The cowed-like manner in which a majority of SADC presidents handled Mr Mugabe casts doubt about their determination to ensure he doesn’t weasel out.
Lacked courage
Former UN secretary general Kofi Annan is on record saying SADC lacked courage to act on the basis last March elections were the only one free and fair, otherwise “we probably would be facing a different situation.” They now have given Mr Mugabe an additional butcher knife.
Possibly, the new arrangement will stymie Zimbabwe’s descent to a cartographer’s lines. Already, the country has abandoned its currency. Tinkering with zeros on currency notes is fiscal management. Inflation rate is more than 300 trillion per cent. As for food, Zimbabwe as a granary is ashes. Cholera kills daily. At 39 years, Zimbabwe’s life expectancy is depopulation.
Most woes that can befall a people have befallen Zimbabweans. Not so long ago, Mr. Mugabe declared, “Zimbabwe is mine.” A country of world’s hungriest billionaires isn’t much to boast possessing.
The African Union and SADC are demanding the US and the European Union lift sanctions against Mr Mugabe, some cronies and companies associated with them. Equally, they should tell Mr Mugabe that Mr Mengistu’s time is up. Mr Tsvangirai’s party should add his voice.
In addition to ruining Zimbabwe, Mr Mugabe harbours one of Africa’s notorious leaders, assuming only five per cent of Mr Mengistu’s alleged misdeeds are true. Colonel Mengistu was among a group of officers who ousted Emperor Haile Selassie in 1974. He shot his way to the top of the ruling council, and remained head of state up to 1991.
Allegations were made Mr Mengistu was responsible for the deaths of thousands of Ethiopians between 1975 and 1978. During his reign, Ethiopians paid for a “wasted bullet” to collect bodies of relatives the state murdered.
In 1991, Mr Mengistu fled an insurgency. After a 12-year trial in absentia, Ethiopia’s High Court convicted Mr Mengistu to life in prison. Last year, the Supreme Court enhanced the sentence to death.
Because of Ethiopia’s death penalty law, international sentiments would work against Ethiopia were it to seek Mr. Mengistu’s extradition. That’s where the International Criminal Tribunal comes in.
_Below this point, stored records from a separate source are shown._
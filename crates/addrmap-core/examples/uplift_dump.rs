//! Builds a small machine map with nested submaps and prints the flat table.

use addrmap_core::{
    build_space_map, install_device_map, resolve_device, Access, AddressMap, AddressSpaceConfig,
    AddressSpaceId, ConfigError, DeviceMapping, Endianness, MapConstructor, StaticDevice,
};
use proptest as _;
use rstest as _;
#[cfg(feature = "serde")]
use serde as _;
use thiserror as _;
use tracing as _;

fn uart_regs(map: &mut AddressMap) -> Result<(), ConfigError> {
    map.range(0x00, 0x00).set_read_write("rx_r", "tx_w", 8, 0)?;
    map.range(0x01, 0x01).set_read("status_r", 8, 0)?;
    map.range(0x02, 0x03).set_nop_read_write();
    Ok(())
}

fn io_board(map: &mut AddressMap) -> Result<(), ConfigError> {
    map.range(0x0000, 0x0007).set_submap("uart", "map", 8, 0x00FF)?;
    map.range(0x0010, 0x001F).set_read("dip_r", 16, 0)?;
    Ok(())
}

fn main_map(map: &mut AddressMap) -> Result<(), ConfigError> {
    map.range(0x00_0000, 0x03_FFFF)
        .set_read("rom_r", 16, 0)?
        .set_region("maincpu", 0);
    map.range(0x10_0000, 0x10_FFFF)
        .set_read_write("ram_r", "ram_w", 16, 0)?
        .set_share("mainram");
    map.range(0xA0_0000, 0xA0_00FF)
        .set_mirror(0x01_0000)
        .set_submap("ioboard", "map", 0, 0)?;
    Ok(())
}

fn machine() -> StaticDevice {
    let uart = StaticDevice::new("uart").with_device_map("map", 8, MapConstructor::new(uart_regs));
    let ioboard = StaticDevice::new("ioboard")
        .with_device_map("map", 16, MapConstructor::new(io_board))
        .with_child(uart);
    let nvram = StaticDevice::new("nvram").with_device_map(
        "map",
        8,
        MapConstructor::new(|map| {
            map.range(0x000, 0x3FF).set_read_write("cell_r", "cell_w", 8, 0)?;
            Ok(())
        }),
    );

    StaticDevice::new("maincpu")
        .with_space(
            AddressSpaceId::Program,
            AddressSpaceConfig::new("program", Endianness::Big, 16, 24),
        )
        .with_declared_map(AddressSpaceId::Program, MapConstructor::new(main_map))
        .with_child(ioboard)
        .with_child(nvram)
}

fn main() -> Result<(), ConfigError> {
    let root = machine();
    let program = build_space_map(&root, AddressSpaceId::Program)?;
    print!("{program}");

    for address in [0x00_0100, 0x10_0040, 0xA1_0002, 0xA0_0010] {
        match program.lookup(address, Access::Read) {
            Some(entry) => println!("{address:#08x} -> {}", entry.read_handler()),
            None => println!("{address:#08x} -> unmapped"),
        }
    }

    if let Err(errors) = program.validate(24) {
        for error in errors {
            println!("invalid: {error}");
        }
    }

    let config = AddressSpaceConfig::new("program", Endianness::Big, 16, 24);
    let mapping = DeviceMapping {
        start: 0xC0_0000,
        end: 0xC0_07FF,
        bits: 8,
        unit_mask: 0xFF00,
        map: "map",
    };
    let nvram = resolve_device(&root, "nvram").ok_or_else(|| ConfigError::UnknownSubdevice {
        owner: "maincpu".to_owned(),
        tag: "nvram".to_owned(),
    })?;
    let dynamic = install_device_map(&config.info(AddressSpaceId::Program), &mapping, nvram)?;
    print!("{dynamic}");
    Ok(())
}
Statutes of limitations for murder don’t exist.
Using evidence Ethiopian authorities gathered, the ICC ought to find grounds to try Mr Mengistu, once described as “the butcher of Addis.” After all, compared with Mr Mengistu, Sudan’s President Omar el-Bashir, whom the ICC has indicted over the Darfur conflict, emerges as a deviant Sunday school teacher. (cmbitiru@hotmail.com)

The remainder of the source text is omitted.